If S contains a single [Transformer], then use that to transform
the current values and recursively call Equal on the output values.
If S contains a single [Comparer], then use that to compare the current values.
Otherwise, evaluation proceeds to the next rule.
- If the values have an Equal method of the form "(T) Equal(T) bool" or
"(T) Equal(I) bool" where T is assignable to I, then use the result of
x.Equal(y) even if x or y is nil. Otherwise, no such method exists and
evaluation proceeds to the next rule.
- Lastly, try to compare x and y based on their basic kinds.
Simple kinds like booleans, integers, floats, complex numbers, strings,
and channels are compared using the equivalent of the == operator in Go.
Functions are only equal if they are both nil, otherwise they are unequal.
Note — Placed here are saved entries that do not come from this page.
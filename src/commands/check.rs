//! Verify that every mapped page's content loads and renders

use anyhow::{bail, Result};

use crate::content::{CmarkRenderer, MarkdownRenderer};
use crate::fetch::{ContentFetcher, FileFetcher};
use crate::Site;

/// Fetch and render the content file behind every entry in the page map
pub async fn run(site: &Site) -> Result<()> {
    let fetcher = FileFetcher::new(&site.base_dir);
    let renderer = CmarkRenderer::new();

    let mut failed = 0;

    for (page, key) in &site.config.pages {
        let resource = site.config.content_url(key);
        match load_one(&fetcher, &renderer, &resource).await {
            Ok(_) => println!("✅ {} -> {}", page, resource),
            Err(e) => {
                println!("❌ {} -> {}: {}", page, resource, e);
                failed += 1;
            }
        }
    }

    if failed > 0 {
        bail!(
            "{} of {} pages failed to load",
            failed,
            site.config.pages.len()
        );
    }

    Ok(())
}

async fn load_one(
    fetcher: &FileFetcher,
    renderer: &CmarkRenderer,
    resource: &str,
) -> Result<String> {
    let markdown = fetcher.fetch_text(resource).await?;
    renderer.render(&markdown)
}
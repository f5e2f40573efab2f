//! Local server for a site directory

use anyhow::Result;
use axum::{
    body::Body,
    extract::State,
    http::{Request, StatusCode},
    response::{Html, IntoResponse, Response},
    Router,
};
use std::net::SocketAddr;
use std::path::{Path, PathBuf};
use std::sync::Arc;
use tower_http::services::ServeDir;

use crate::Site;

/// Server state
struct ServerState {
    site_dir: PathBuf,
}

/// Start serving the site directory
pub async fn start(site: &Site, ip: &str, port: u16) -> Result<()> {
    let state = Arc::new(ServerState {
        site_dir: site.base_dir.clone(),
    });

    let app = Router::new().fallback(fallback_handler).with_state(state);

    // Parse address - handle "localhost" specially
    let bind_ip = if ip == "localhost" { "127.0.0.1" } else { ip };
    let addr: SocketAddr = format!("{}:{}", bind_ip, port).parse()?;

    println!("Server running at http://{}:{}", ip, port);
    println!("Press Ctrl+C to stop.");

    let listener = tokio::net::TcpListener::bind(addr).await?;
    axum::serve(listener, app).await?;

    Ok(())
}

/// Serve pages and assets from the site directory
async fn fallback_handler(
    State(state): State<Arc<ServerState>>,
    request: Request<Body>,
) -> Response {
    let file_path = resolve_file_path(&state.site_dir, request.uri().path());

    let is_html = file_path
        .extension()
        .map(|ext| ext == "html" || ext == "htm")
        .unwrap_or(false);

    if is_html {
        match tokio::fs::read_to_string(&file_path).await {
            Ok(content) => Html(content).into_response(),
            Err(_) => (StatusCode::NOT_FOUND, "Not found").into_response(),
        }
    } else {
        // Serve static file using tower-http
        let mut service = ServeDir::new(&state.site_dir).append_index_html_on_directories(true);
        match service.try_call(request).await {
            Ok(response) => response.into_response(),
            Err(_) => (StatusCode::INTERNAL_SERVER_ERROR, "Server error").into_response(),
        }
    }
}

/// Map a request path to a file under the site directory
fn resolve_file_path(site_dir: &Path, uri_path: &str) -> PathBuf {
    if uri_path == "/" {
        return site_dir.join("index.html");
    }

    let clean_path = uri_path.trim_start_matches('/');
    let candidate = site_dir.join(clean_path);

    // If it's a directory, look for index.html
    if candidate.is_dir() {
        candidate.join("index.html")
    } else if candidate.exists() {
        candidate
    } else {
        // Try adding .html extension
        let with_html = site_dir.join(format!("{}.html", clean_path));
        if with_html.exists() {
            with_html
        } else {
            candidate
        }
    }
}
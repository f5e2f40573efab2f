//! Content module - markdown rendering and code highlighting

mod highlight;
mod markdown;

pub use highlight::{CodeHighlighter, SyntectHighlighter};
pub use markdown::{CmarkRenderer, MarkdownRenderer};
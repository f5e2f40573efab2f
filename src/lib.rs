//! mdpage: a Markdown page loader, previewer and checker for static sites
//!
//! This crate reproduces what a markdown-driven static page does when it is
//! opened in a browser: resolve the current page from the URL path, fetch the
//! Markdown file backing it, render it to HTML, highlight code blocks, and
//! swap the result into the page's content container.

pub mod commands;
pub mod config;
pub mod content;
pub mod fetch;
pub mod loader;
pub mod server;
pub mod view;

use anyhow::Result;
use std::path::Path;

/// The main mdpage application
#[derive(Clone)]
pub struct Site {
    /// Site configuration
    pub config: config::SiteConfig,
    /// Base directory of the site
    pub base_dir: std::path::PathBuf,
}

impl Site {
    /// Create a new Site from a directory, loading `_config.yml` when present
    pub fn new<P: AsRef<Path>>(base_dir: P) -> Result<Self> {
        let base_dir = base_dir.as_ref().to_path_buf();
        let config_path = base_dir.join("_config.yml");

        let config = if config_path.exists() {
            config::SiteConfig::load(&config_path)?
        } else {
            config::SiteConfig::default()
        };

        Ok(Self { config, base_dir })
    }

    /// Scaffold the site directory
    pub fn init(&self) -> Result<()> {
        commands::init::init_site(&self.base_dir)
    }

    /// Fetch and render every mapped page
    pub async fn check(&self) -> Result<()> {
        commands::check::run(self).await
    }
}
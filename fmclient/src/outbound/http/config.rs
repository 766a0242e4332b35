//! Connection settings loaded via OrthoConfig.

use std::str::FromStr;
use std::time::Duration;

use chrono_tz::Tz;
use ortho_config::OrthoConfig;
use serde::Deserialize;
use thiserror::Error;
use url::Url;

use crate::domain::ErrorKind;

const DEFAULT_TIMEOUT_SECONDS: u64 = 30;
const DEFAULT_USER_AGENT: &str = "fmclient";

/// Settings that are missing or cannot be interpreted.
#[derive(Debug, Clone, PartialEq, Eq, Error)]
pub enum SettingsError {
    /// A required setting has no value.
    #[error("setting \"{name}\" is required")]
    Missing {
        /// Setting name.
        name: &'static str,
    },
    /// A setting has a value that cannot be used.
    #[error("setting \"{name}\" is invalid: {message}")]
    Invalid {
        /// Setting name.
        name: &'static str,
        /// Why the value was rejected.
        message: String,
    },
}

impl SettingsError {
    /// Settings problems are configuration errors.
    #[must_use]
    pub const fn kind(&self) -> ErrorKind {
        ErrorKind::Configuration
    }
}

/// Where and how to reach the database server.
///
/// Read from `FILEMAKER_*` environment variables, configuration files, and
/// command-line flags.
#[derive(Debug, Clone, Deserialize, OrthoConfig)]
#[ortho_config(prefix = "FILEMAKER")]
pub struct ConnectionSettings {
    /// Server base URI; user-info, when present, supplies default credentials.
    pub uri: Option<String>,
    /// Database name sent as `-db`.
    pub database: Option<String>,
    /// IANA zone the server reports timestamps in.
    pub server_time_zone: Option<String>,
    /// Request timeout in seconds.
    pub timeout_seconds: Option<u64>,
    /// User-agent header value.
    pub user_agent: Option<String>,
}

impl ConnectionSettings {
    /// Parsed server base URI.
    ///
    /// # Errors
    ///
    /// Fails when the URI is missing or not an absolute URL.
    pub fn base_uri(&self) -> Result<Url, SettingsError> {
        let raw = self
            .uri
            .as_deref()
            .ok_or(SettingsError::Missing { name: "uri" })?;
        Url::parse(raw).map_err(|error| SettingsError::Invalid {
            name: "uri",
            message: error.to_string(),
        })
    }

    /// Database name.
    ///
    /// # Errors
    ///
    /// Fails when no database is configured.
    pub fn database(&self) -> Result<&str, SettingsError> {
        self.database
            .as_deref()
            .filter(|database| !database.is_empty())
            .ok_or(SettingsError::Missing { name: "database" })
    }

    /// Server time zone, defaulting to UTC.
    ///
    /// # Errors
    ///
    /// Fails when the configured name is not an IANA zone.
    pub fn server_time_zone(&self) -> Result<Tz, SettingsError> {
        self.server_time_zone
            .as_deref()
            .map_or(Ok(Tz::UTC), |name| {
                Tz::from_str(name).map_err(|error| SettingsError::Invalid {
                    name: "server_time_zone",
                    message: error.to_string(),
                })
            })
    }

    /// Request timeout, defaulting to 30 seconds.
    #[must_use]
    pub const fn timeout(&self) -> Duration {
        Duration::from_secs(match self.timeout_seconds {
            Some(seconds) => seconds,
            None => DEFAULT_TIMEOUT_SECONDS,
        })
    }

    /// User-agent header value, defaulting to `fmclient`.
    #[must_use]
    pub fn user_agent(&self) -> &str {
        self.user_agent.as_deref().unwrap_or(DEFAULT_USER_AGENT)
    }
}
Structs are equal if recursively calling Equal on all fields report equal.
If a struct contains unexported fields, Equal panics unless an [Ignore] option
(e.g., [github.com/google/go-cmp/cmp/cmpopts.IgnoreUnexported]) ignores that field
or the [Exporter] option explicitly permits comparing the unexported field.
Slices are equal if they are both nil or both non-nil, where recursively
calling Equal on all non-ignored slice or array elements report equal.
Empty non-nil slices and nil slices are not equal; to equate empty slices,
consider using [github.com/google/go-cmp/cmp/cmpopts.EquateEmpty].
Maps are equal if they are both nil or both non-nil, where recursively
calling Equal on all non-ignored map entries report equal.
Map keys are equal according to the == operator.
To use custom comparisons for map keys, consider using
[github.com/google/go-cmp/cmp/cmpopts.SortMaps].
Empty non-nil maps and nil maps are not equal; to equate empty maps,
consider using [github.com/google/go-cmp/cmp/cmpopts.EquateEmpty].
Pointers and interfaces are equal if they are both nil or both non-nil,
where they have the same underlying concrete type and recursively
calling Equal on the underlying values reports equal.
Before recursing into a pointer, slice element, or map, the current path
is checked to detect whether the address has already been visited.
If there is a cycle, then the pointed at values are considered equal
only if both addresses were previously visited in the same path step.
Exporter returns an [Option] that specifies whether [Equal] is allowed to
introspect into the unexported fields of certain struct types.
Users of this option must understand that comparing on unexported fields
from external packages is not safe since changes in the internal
implementation of some external package may cause the result of [Equal]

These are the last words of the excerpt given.